By Corine Lesnes
Born in San Jose to Ethiopian parents who came to America to pursue education, the young student is constantly fighting against racial prejudices she herself had been the victim.
In two hours, she is scheduled to speak in front of the demonstrators who, as every day, occupy the semi-circular plaza that surrounds the town hall of San Jose, on the edge of Silicon Valley. The speech is not ready, but it does not matter. Helen Kassa is busy handing out food parcels to families who have been left jobless by the coronavirus epidemic. The African American community center where she volunteers receives several hundred applicants per week. Preserves and diaper packages are stacked on the tables, the young volunteers are not idle. Now that racial justice is “trending”, food banks are coming forward before they are even asked: “Is there anything we can do for you?”
Helen, 21, should be preparing for her final exam. She is completing her studies in political science at the nearby Santa Clara University. A private university, a bit bourgeois for a daughter of a political refugee who, at 16, was already the president of the local chapter of the NAACP (National Association for the Advancement of Colored People). But Santa Clara offered her a scholarship, and since the school is located near her home, she was able to pursue her higher education without ruining her parents’ income. The university has maintained the last courses. Not easy to stay motivated on the umpteenth dissertation on climate change when the revolution calls you. And when the professors pretend to ignore what’s going on outside. “When it came to Covid, it was the only thing that everyone wanted to talk about …”

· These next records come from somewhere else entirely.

//! Insertion, deletion, exact lookup and maintenance over the node graph.

use log::debug;

use crate::error::{Result, TrieError};
use crate::node::TrieNode;
use crate::runes::{self, common_prefix_len, Runes, MAX_TERM_LEN};

/// How `add` treats a term that is already present.
#[derive(Debug, Clone, Copy, PartialEq, Eq, Default)]
pub enum AddMode {
    /// Overwrite the stored score.
    #[default]
    Replace,
    /// Add to the stored score.
    Increment,
}

/// What `add` did.
#[derive(Debug, Clone, Copy, PartialEq, Eq)]
pub enum AddOutcome {
    /// The term was absent (or tombstoned) and is now live.
    Inserted,
    /// The term was live and its score was replaced or incremented.
    Updated,
}

impl AddOutcome {
    #[inline]
    pub fn is_new(self) -> bool {
        self == AddOutcome::Inserted
    }
}

/// Which entries `Trie::visit` reports.
#[derive(Debug, Clone, Copy, PartialEq, Eq)]
pub enum Visibility {
    Live,
    /// Live entries and tombstones.
    IncludeDeleted,
}

/// A borrowed view of one entry, handed to `Trie::visit` callbacks.
#[derive(Debug, Clone, Copy)]
pub struct EntryRef<'a> {
    pub term: &'a [char],
    /// `0` for tombstones.
    pub score: f32,
    pub payload: Option<&'a [u8]>,
    pub deleted: bool,
}

impl EntryRef<'_> {
    pub fn term_string(&self) -> String {
        runes::to_string(self.term)
    }
}

/// Counters reported by `Trie::compact`.
#[derive(Debug, Clone, Copy, Default, PartialEq, Eq)]
pub struct CompactStats {
    /// Dead nodes unlinked.
    pub removed: usize,
    /// Single-child chains collapsed.
    pub merged: usize,
}

/// A compressed prefix trie of scored terms.
///
/// The trie owns its whole node graph. Terms are compared as raw code-point
/// sequences; callers normalize before inserting and querying.
#[derive(Debug, Clone)]
pub struct Trie {
    root: TrieNode,
    len: usize,
}

impl Trie {
    pub fn new() -> Self {
        Self {
            root: TrieNode::root(),
            len: 0,
        }
    }

    /// Build a trie from `(term, score, payload)` triples in any order.
    /// Later duplicates replace earlier ones.
    pub fn from_entries<'a, I, P>(entries: I) -> Result<Self>
    where
        I: IntoIterator<Item = (&'a str, f32, Option<P>)>,
        P: AsRef<[u8]>,
    {
        let mut trie = Self::new();
        for (term, score, payload) in entries {
            trie.add(term, score, payload.as_ref().map(P::as_ref), AddMode::Replace)?;
        }
        Ok(trie)
    }

    /// Number of live terms.
    #[inline]
    pub fn len(&self) -> usize {
        self.len
    }

    #[inline]
    pub fn is_empty(&self) -> bool {
        self.len == 0
    }

    #[inline]
    pub fn root(&self) -> &TrieNode {
        &self.root
    }

    /// Approximate heap usage of the node graph in bytes.
    pub fn mem_usage(&self) -> usize {
        self.root.mem_usage()
    }

    /// Insert `term`, or update it if it is already live.
    ///
    /// Fails without touching the trie if `score` is not a finite positive
    /// number, if the term is empty or longer than [`MAX_TERM_LEN`], or if
    /// node storage cannot be reserved.
    pub fn add(
        &mut self,
        term: &str,
        score: f32,
        payload: Option<&[u8]>,
        mode: AddMode,
    ) -> Result<AddOutcome> {
        let term = runes::checked_runes(term)?;
        self.add_runes(&term, score, payload, mode)
    }

    /// Like [`Trie::add`], for an already decoded term.
    pub fn add_runes(
        &mut self,
        term: &[char],
        score: f32,
        payload: Option<&[u8]>,
        mode: AddMode,
    ) -> Result<AddOutcome> {
        if !(score > 0.0 && score.is_finite()) {
            return Err(TrieError::InvalidScore(score));
        }
        runes::validate(term)?;

        let outcome = add_at(&mut self.root, term, score, payload, mode)?;
        if outcome.is_new() {
            self.len += 1;
        }
        Ok(outcome)
    }

    /// Score of `term`, or `0` if it is absent, internal or tombstoned.
    pub fn find(&self, term: &str) -> f32 {
        self.find_runes(&runes::runes(term))
    }

    pub fn find_runes(&self, term: &[char]) -> f32 {
        self.locate(term).map_or(0.0, TrieNode::live_score)
    }

    #[inline]
    pub fn contains(&self, term: &str) -> bool {
        self.find(term) > 0.0
    }

    /// Score and payload of a live `term`.
    pub fn get(&self, term: &str) -> Option<(f32, Option<&[u8]>)> {
        self.locate(&runes::runes(term))
            .filter(|node| node.is_live())
            .map(|node| (node.score(), node.payload()))
    }

    /// Tombstone `term`. Returns `false` if it was not live.
    ///
    /// No node is unlinked; see [`Trie::compact`].
    pub fn delete(&mut self, term: &str) -> bool {
        self.delete_runes(&runes::runes(term))
    }

    pub fn delete_runes(&mut self, term: &[char]) -> bool {
        if term.is_empty() || term.len() > MAX_TERM_LEN {
            return false;
        }
        let removed = delete_at(&mut self.root, term);
        if removed {
            self.len -= 1;
        }
        removed
    }

    /// Walk the exact node spelling `term`, matching whole fragments only.
    fn locate(&self, term: &[char]) -> Option<&TrieNode> {
        let mut node = &self.root;
        let mut rest = term;
        loop {
            let frag = node.fragment();
            if rest.len() < frag.len() || rest[..frag.len()] != *frag {
                return None;
            }
            rest = &rest[frag.len()..];
            match rest.first() {
                None => return Some(node),
                Some(&c) => node = node.child(c)?,
            }
        }
    }

    /// Visit every entry depth-first, children in code-point order.
    pub fn visit<F>(&self, visibility: Visibility, mut f: F)
    where
        F: FnMut(EntryRef<'_>),
    {
        let mut buf = Runes::new();
        visit_at(&self.root, visibility, &mut buf, &mut f);
    }

    /// Rewrite away tombstones: unlink dead leaves, collapse single-child
    /// chains and recompute every `max_child_score`.
    ///
    /// Logical content is unchanged. This is never run implicitly.
    pub fn compact(&mut self) -> Result<CompactStats> {
        let mut stats = CompactStats::default();
        compact_at(&mut self.root, &mut stats)?;
        debug!(
            "trie compaction: removed {} nodes, merged {} chains, {} live terms",
            stats.removed, stats.merged, self.len
        );
        Ok(stats)
    }
}

impl Default for Trie {
    fn default() -> Self {
        Self::new()
    }
}

/// Insert below `node`, where `term` is the part not yet matched by the
/// ancestors. `max_child_score` is refreshed on the way back up.
fn add_at(
    node: &mut TrieNode,
    term: &[char],
    score: f32,
    payload: Option<&[u8]>,
    mode: AddMode,
) -> Result<AddOutcome> {
    let common = common_prefix_len(node.fragment(), term);

    if common < node.fragment().len() {
        // Diverged inside this fragment. Allocate the new leaf before the
        // split so a failure leaves the node as it was.
        let leaf = if common < term.len() {
            Some(TrieNode::leaf(&term[common..], score, payload)?)
        } else {
            None
        };
        node.split(common)?;
        match leaf {
            Some(leaf) => node.attach_child(leaf)?,
            None => node.make_terminal(score, payload),
        }
        node.refresh_max_score();
        return Ok(AddOutcome::Inserted);
    }

    if common == term.len() {
        let outcome = if node.is_live() {
            match mode {
                AddMode::Replace => {
                    node.set_score(score);
                    node.set_payload(payload);
                }
                AddMode::Increment => {
                    let total = node.score() + score;
                    if !total.is_finite() {
                        return Err(TrieError::InvalidScore(total));
                    }
                    node.set_score(total);
                    if payload.is_some() {
                        node.set_payload(payload);
                    }
                }
            }
            AddOutcome::Updated
        } else {
            node.make_terminal(score, payload);
            AddOutcome::Inserted
        };
        node.refresh_max_score();
        return Ok(outcome);
    }

    let rest = &term[common..];
    let outcome = match node.child_mut(rest[0]) {
        Some(child) => add_at(child, rest, score, payload, mode)?,
        None => {
            node.attach_child(TrieNode::leaf(rest, score, payload)?)?;
            AddOutcome::Inserted
        }
    };
    node.refresh_max_score();
    Ok(outcome)
}

fn delete_at(node: &mut TrieNode, term: &[char]) -> bool {
    let frag_len = node.fragment().len();
    if term.len() < frag_len || term[..frag_len] != *node.fragment() {
        return false;
    }
    let rest = &term[frag_len..];
    let removed = match rest.first() {
        None => node.tombstone(),
        Some(&c) => match node.child_mut(c) {
            Some(child) => delete_at(child, rest),
            None => false,
        },
    };
    if removed {
        node.refresh_max_score();
    }
    removed
}

fn visit_at<F>(node: &TrieNode, visibility: Visibility, buf: &mut Runes, f: &mut F)
where
    F: FnMut(EntryRef<'_>),
{
    buf.extend_from_slice(node.fragment());
    let report = node.is_live() || (visibility == Visibility::IncludeDeleted && node.is_deleted());
    if report {
        f(EntryRef {
            term: &buf[..],
            score: node.live_score(),
            payload: node.payload(),
            deleted: node.is_deleted(),
        });
    }
    for child in node.children() {
        visit_at(child, visibility, buf, f);
    }
    buf.truncate(buf.len() - node.fragment().len());
}

fn compact_at(node: &mut TrieNode, stats: &mut CompactStats) -> Result<()> {
    for child in node.children_mut() {
        compact_at(child, stats)?;
    }
    stats.removed += node.prune_dead_children();
    for child in node.children_mut() {
        if child.merge_with_single_child()? {
            stats.merged += 1;
        }
    }
    node.refresh_max_score();
    Ok(())
}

Explaining “the privilege of being white”
The daughter of Ethiopian emigrants who arrived in the United States before her birth, Helen Kassa “did not have to internalize oppression like the descendants of slaves”. She became aware of the discrimination in third grade when she and her girlfriend were running through sprinkles on a hot day, and she was the only one to be suspended. She constantly had problems at school, but rarely enjoyed the same “merciful treatment as the others.”
It was a private school from which her mother quickly removed her. Not without having explained a thing or two to her about life and skin color. Better not to do anything stupid, “because they won’t see you as a child.” Since then, she has been on guard, her speech has softened.
Helen participated in protest and demonstration in City Hall Plaza in San Jose in 2012, after the murder of Trayvon Martin. At the same location, in 2014 during a protest for Michael Brown, and the list goes on. She still remembers conversations with high school classmates. This friend, daughter of a police officer, who wanted to establish that black universities are “racist” since they favor the admission of African Americans. This boy-friend of distant Irish origins, who also believed that he was the heir of the misery of his ancestors: they had been victims of discrimination when they arrived in the United States! She had tried to explain to him “the privilege of being white,” but not sure he ever understood. According to Helen, students who question her tend to care less about understanding than arguing, to show that they too are in one way or another oppressed. “No one wants to admit his life has been easy.”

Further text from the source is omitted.